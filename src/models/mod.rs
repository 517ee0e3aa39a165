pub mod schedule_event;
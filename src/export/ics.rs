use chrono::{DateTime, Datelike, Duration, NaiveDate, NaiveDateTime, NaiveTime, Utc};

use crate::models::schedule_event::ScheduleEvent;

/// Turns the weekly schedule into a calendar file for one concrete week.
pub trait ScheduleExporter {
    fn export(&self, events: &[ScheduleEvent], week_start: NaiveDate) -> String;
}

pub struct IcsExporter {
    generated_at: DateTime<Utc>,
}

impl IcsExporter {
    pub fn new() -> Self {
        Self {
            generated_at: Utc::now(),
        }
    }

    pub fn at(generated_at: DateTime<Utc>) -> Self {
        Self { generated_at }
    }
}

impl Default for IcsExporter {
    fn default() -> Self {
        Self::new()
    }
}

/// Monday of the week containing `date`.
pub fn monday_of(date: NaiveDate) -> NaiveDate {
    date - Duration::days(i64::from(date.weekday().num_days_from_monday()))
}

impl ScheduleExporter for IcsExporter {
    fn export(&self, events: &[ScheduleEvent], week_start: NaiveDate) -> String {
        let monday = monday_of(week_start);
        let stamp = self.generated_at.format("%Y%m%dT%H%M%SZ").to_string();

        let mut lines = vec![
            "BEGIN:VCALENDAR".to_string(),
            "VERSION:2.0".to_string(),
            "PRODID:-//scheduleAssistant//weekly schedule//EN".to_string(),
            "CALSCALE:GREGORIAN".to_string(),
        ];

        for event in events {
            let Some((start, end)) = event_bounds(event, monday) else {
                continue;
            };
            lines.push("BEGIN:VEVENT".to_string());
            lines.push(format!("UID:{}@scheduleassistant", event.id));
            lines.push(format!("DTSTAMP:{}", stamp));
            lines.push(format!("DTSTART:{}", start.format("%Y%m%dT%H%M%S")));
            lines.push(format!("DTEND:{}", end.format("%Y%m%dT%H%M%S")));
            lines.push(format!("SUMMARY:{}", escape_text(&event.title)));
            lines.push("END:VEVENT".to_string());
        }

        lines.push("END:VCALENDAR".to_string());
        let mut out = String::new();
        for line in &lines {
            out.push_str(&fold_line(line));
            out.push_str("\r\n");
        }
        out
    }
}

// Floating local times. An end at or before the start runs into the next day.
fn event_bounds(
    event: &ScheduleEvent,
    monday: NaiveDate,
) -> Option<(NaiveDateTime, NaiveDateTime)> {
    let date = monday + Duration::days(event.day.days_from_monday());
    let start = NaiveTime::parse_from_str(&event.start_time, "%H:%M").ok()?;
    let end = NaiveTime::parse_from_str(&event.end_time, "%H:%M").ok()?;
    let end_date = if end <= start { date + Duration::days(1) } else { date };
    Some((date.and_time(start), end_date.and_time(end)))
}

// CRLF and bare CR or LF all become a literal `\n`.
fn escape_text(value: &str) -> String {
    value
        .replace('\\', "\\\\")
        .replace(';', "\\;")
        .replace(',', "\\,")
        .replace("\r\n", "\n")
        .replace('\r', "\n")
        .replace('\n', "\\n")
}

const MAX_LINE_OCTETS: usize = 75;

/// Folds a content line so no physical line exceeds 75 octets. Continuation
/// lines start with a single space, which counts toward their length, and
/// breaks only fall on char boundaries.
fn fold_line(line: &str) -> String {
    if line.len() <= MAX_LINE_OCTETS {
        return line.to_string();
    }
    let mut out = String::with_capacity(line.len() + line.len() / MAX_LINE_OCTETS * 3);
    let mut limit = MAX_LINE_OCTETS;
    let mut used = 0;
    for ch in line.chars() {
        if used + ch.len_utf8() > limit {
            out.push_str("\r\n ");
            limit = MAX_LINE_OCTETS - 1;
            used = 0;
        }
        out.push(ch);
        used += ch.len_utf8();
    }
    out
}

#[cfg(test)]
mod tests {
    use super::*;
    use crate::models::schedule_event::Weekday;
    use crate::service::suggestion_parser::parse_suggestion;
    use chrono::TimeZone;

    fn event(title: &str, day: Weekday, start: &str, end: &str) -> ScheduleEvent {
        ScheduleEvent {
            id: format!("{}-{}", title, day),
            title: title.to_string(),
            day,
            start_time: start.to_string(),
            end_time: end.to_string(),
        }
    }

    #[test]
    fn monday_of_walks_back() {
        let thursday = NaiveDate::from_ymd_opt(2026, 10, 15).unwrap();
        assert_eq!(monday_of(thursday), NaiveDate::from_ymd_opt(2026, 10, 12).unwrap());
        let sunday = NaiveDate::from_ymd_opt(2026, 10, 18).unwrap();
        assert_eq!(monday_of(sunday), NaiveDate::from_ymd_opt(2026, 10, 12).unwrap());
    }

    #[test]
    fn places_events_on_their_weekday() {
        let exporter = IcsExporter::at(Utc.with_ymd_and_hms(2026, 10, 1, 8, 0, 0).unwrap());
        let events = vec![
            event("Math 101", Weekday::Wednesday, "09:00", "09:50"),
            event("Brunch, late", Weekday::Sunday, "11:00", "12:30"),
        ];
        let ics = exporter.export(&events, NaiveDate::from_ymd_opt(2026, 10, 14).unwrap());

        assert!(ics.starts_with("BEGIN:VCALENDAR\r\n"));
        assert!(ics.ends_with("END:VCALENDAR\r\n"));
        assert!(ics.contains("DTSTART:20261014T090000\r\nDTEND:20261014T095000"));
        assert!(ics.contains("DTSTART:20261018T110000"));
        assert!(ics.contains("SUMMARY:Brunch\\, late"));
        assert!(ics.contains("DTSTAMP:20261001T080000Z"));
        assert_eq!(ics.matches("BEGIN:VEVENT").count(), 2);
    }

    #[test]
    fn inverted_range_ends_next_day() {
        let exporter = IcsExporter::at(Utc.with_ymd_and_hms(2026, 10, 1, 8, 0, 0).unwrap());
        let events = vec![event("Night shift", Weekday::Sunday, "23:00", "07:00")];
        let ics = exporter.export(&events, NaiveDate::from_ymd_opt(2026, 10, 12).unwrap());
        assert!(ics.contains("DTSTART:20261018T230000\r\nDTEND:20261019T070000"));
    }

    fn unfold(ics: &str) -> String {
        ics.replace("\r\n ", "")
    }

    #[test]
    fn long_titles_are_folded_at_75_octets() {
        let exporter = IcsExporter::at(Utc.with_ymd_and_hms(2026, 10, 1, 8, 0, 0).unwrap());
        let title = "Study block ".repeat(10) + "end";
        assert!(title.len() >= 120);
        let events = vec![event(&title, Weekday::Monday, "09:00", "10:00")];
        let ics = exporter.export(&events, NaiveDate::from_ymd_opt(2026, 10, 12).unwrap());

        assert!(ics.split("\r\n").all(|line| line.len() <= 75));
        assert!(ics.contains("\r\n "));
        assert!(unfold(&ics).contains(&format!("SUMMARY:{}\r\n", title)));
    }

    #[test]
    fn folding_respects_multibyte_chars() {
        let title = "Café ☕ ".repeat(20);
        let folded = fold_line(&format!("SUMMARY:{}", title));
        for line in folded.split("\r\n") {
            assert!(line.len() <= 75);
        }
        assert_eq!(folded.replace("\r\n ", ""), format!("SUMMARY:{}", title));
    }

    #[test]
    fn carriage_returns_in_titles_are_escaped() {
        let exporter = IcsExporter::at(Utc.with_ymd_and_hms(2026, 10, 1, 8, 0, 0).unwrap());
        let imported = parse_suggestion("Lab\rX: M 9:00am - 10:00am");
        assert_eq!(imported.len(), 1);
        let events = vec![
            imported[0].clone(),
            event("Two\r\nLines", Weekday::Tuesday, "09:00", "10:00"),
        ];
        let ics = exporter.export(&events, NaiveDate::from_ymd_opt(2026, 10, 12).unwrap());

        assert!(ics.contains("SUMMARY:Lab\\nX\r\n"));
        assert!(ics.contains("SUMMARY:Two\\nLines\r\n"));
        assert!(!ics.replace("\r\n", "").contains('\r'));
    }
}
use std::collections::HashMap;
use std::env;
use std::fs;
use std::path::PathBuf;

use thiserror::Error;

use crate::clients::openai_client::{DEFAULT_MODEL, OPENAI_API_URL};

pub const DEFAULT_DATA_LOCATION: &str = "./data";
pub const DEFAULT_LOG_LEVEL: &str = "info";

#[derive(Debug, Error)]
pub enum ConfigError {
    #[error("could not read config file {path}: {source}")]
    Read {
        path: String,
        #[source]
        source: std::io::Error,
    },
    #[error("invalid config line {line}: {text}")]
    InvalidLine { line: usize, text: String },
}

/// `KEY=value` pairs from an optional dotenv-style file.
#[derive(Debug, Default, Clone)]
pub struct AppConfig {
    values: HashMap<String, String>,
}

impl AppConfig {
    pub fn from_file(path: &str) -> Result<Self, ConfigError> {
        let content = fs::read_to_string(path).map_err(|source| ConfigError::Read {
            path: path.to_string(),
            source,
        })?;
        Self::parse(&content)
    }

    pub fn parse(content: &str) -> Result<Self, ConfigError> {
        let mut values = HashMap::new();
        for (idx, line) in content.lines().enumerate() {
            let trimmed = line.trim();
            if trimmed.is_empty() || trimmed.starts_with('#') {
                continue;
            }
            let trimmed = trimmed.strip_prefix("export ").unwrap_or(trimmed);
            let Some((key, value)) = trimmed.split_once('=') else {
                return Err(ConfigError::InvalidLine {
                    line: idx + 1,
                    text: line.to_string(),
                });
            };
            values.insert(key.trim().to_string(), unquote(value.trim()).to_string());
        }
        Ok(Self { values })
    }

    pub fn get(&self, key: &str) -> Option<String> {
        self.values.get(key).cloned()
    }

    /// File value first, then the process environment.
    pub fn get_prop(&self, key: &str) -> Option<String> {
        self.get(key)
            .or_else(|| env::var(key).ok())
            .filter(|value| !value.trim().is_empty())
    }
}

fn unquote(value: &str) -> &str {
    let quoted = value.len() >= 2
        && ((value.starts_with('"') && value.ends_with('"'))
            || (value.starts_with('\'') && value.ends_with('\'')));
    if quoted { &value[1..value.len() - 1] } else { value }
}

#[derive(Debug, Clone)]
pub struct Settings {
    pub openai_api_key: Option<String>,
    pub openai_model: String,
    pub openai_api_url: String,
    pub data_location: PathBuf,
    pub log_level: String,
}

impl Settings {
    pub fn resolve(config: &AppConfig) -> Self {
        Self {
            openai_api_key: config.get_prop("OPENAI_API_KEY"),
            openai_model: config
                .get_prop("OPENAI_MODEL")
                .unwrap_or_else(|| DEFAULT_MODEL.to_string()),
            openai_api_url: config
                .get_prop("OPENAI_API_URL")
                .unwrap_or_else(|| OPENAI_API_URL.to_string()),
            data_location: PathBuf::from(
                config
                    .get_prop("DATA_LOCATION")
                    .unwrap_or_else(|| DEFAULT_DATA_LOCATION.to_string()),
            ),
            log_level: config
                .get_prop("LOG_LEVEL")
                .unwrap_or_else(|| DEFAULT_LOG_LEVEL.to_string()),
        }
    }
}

---

### WHAT NEEDS TO BE DONE
Please give back exactly the lines of this listing beginning at the line with "openai_api_url: config" and ending with the line with "log_level: config", both included, and nothing else.

### SOLUTION
            openai_api_url: config
                .get_prop("OPENAI_API_URL")
                .unwrap_or_else(|| OPENAI_API_URL.to_string()),
            data_location: PathBuf::from(
                config
                    .get_prop("DATA_LOCATION")
                    .unwrap_or_else(|| DEFAULT_DATA_LOCATION.to_string()),
            ),
            log_level: config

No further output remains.